** AIM OF THE TASK **
Search the data for "this" and copy every matching line.

[Data extracted from a collection]
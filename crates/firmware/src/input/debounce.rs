//! Tick-driven button debouncing.
//!
//! Sampled at [`DEBOUNCE_TICK_HZ`](platform::config::DEBOUNCE_TICK_HZ). A
//! button's counter climbs while it reads pressed:
//!
//! ```text
//! ticks held   0  1  2  3 ... 14  15  16 ...
//!              └─ noise ─┘└ short ┘└ hold ─────
//! ```
//!
//! - released with `SHORT_PRESS_TICKS <= held < HOLD_TICKS`: one short press
//! - reaching `HOLD_TICKS` while held: one hold, immediately; nothing more
//!   until the button is released and the counter resets
//! - released below `SHORT_PRESS_TICKS`: bounce, ignored

use platform::config::{HOLD_TICKS, SHORT_PRESS_TICKS};
use platform::{Button, InputEvent};

/// Debounce state for one button.
#[derive(Debug, Clone, Copy, PartialEq, Eq)]
pub struct ButtonDebouncer {
    button: Button,
    held: u8,
}

impl ButtonDebouncer {
    /// Released, counter at zero.
    pub const fn new(button: Button) -> Self {
        Self { button, held: 0 }
    }

    /// Feed one sample.
    pub fn tick(&mut self, pressed: bool) -> Option<InputEvent> {
        if pressed {
            self.held = self.held.saturating_add(1);
            return (self.held == HOLD_TICKS).then_some(InputEvent::Hold(self.button));
        }
        let held = core::mem::take(&mut self.held);
        (SHORT_PRESS_TICKS..HOLD_TICKS)
            .contains(&held)
            .then_some(InputEvent::ShortPress(self.button))
    }

    /// Ticks held so far.
    pub fn held_ticks(&self) -> u8 {
        self.held
    }

    /// The button this state belongs to.
    pub fn button(&self) -> Button {
        self.button
    }
}

/// The three transport buttons, sampled together.
#[derive(Debug, Clone)]
pub struct TransportDebouncer {
    buttons: [ButtonDebouncer; 3],
}

impl TransportDebouncer {
    /// All buttons released.
    pub const fn new() -> Self {
        let [play, up, down] = Button::ALL;
        Self {
            buttons: [
                ButtonDebouncer::new(play),
                ButtonDebouncer::new(up),
                ButtonDebouncer::new(down),
            ],
        }
    }

    /// Feed one sample per button, in [`Button::ALL`] order; returns the
    /// gestures completed on this tick.
    pub fn tick(&mut self, pressed: [bool; 3]) -> heapless::Vec<InputEvent, 3> {
        let mut events = heapless::Vec::new();
        for (state, level) in self.buttons.iter_mut().zip(pressed) {
            if let Some(event) = state.tick(level) {
                // Capacity equals the button count.
                let _ = events.push(event);
            }
        }
        events
    }
}

impl Default for TransportDebouncer {
    fn default() -> Self {
        Self::new()
    }
}

#[cfg(test)]
mod tests {
    use super::*;

    fn run(d: &mut ButtonDebouncer, samples: impl IntoIterator<Item = bool>) -> Vec<InputEvent> {
        samples.into_iter().filter_map(|s| d.tick(s)).collect()
    }

    fn held_then_released(ticks: usize) -> impl Iterator<Item = bool> {
        core::iter::repeat(true)
            .take(ticks)
            .chain(core::iter::once(false))
    }

    #[test]
    fn three_ticks_is_one_short_press() {
        let mut d = ButtonDebouncer::new(Button::Play);
        assert_eq!(
            run(&mut d, held_then_released(3)),
            [InputEvent::ShortPress(Button::Play)]
        );
        assert_eq!(d.held_ticks(), 0);
    }

    #[test]
    fn fifteen_ticks_is_one_hold_and_no_short_press() {
        let mut d = ButtonDebouncer::new(Button::VolumeUp);
        assert_eq!(
            run(&mut d, held_then_released(15)),
            [InputEvent::Hold(Button::VolumeUp)]
        );
    }

    #[test]
    fn hold_fires_while_still_pressed_and_only_once() {
        let mut d = ButtonDebouncer::new(Button::VolumeDown);
        let events = run(&mut d, core::iter::repeat(true).take(14));
        assert!(events.is_empty());
        assert_eq!(d.tick(true), Some(InputEvent::Hold(Button::VolumeDown)));
        assert!(run(&mut d, core::iter::repeat(true).take(400)).is_empty());
        assert_eq!(d.tick(false), None);
    }

    #[test]
    fn bounce_below_threshold_is_ignored() {
        let mut d = ButtonDebouncer::new(Button::Play);
        assert!(run(&mut d, held_then_released(2)).is_empty());
        assert!(run(&mut d, held_then_released(1)).is_empty());
    }

    #[test]
    fn fourteen_ticks_is_still_short() {
        let mut d = ButtonDebouncer::new(Button::Play);
        assert_eq!(
            run(&mut d, held_then_released(14)),
            [InputEvent::ShortPress(Button::Play)]
        );
    }

    #[test]
    fn counter_resets_between_presses() {
        let mut d = ButtonDebouncer::new(Button::Play);
        let samples = held_then_released(10).chain(held_then_released(10));
        assert_eq!(run(&mut d, samples).len(), 2);
    }

    #[test]
    fn transport_reports_buttons_independently() {
        let mut t = TransportDebouncer::new();
        for _ in 0..3 {
            assert!(t.tick([true, true, false]).is_empty());
        }
        let events = t.tick([false, true, false]);
        assert_eq!(events.as_slice(), [InputEvent::ShortPress(Button::Play)]);
        for _ in 0..10 {
            t.tick([false, true, false]);
        }
        let events = t.tick([false, true, false]);
        assert_eq!(events.as_slice(), [InputEvent::Hold(Button::VolumeUp)]);
    }
}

** ANSWER SECTION **
    /// The button this state belongs to.
    /// gestures completed on this tick.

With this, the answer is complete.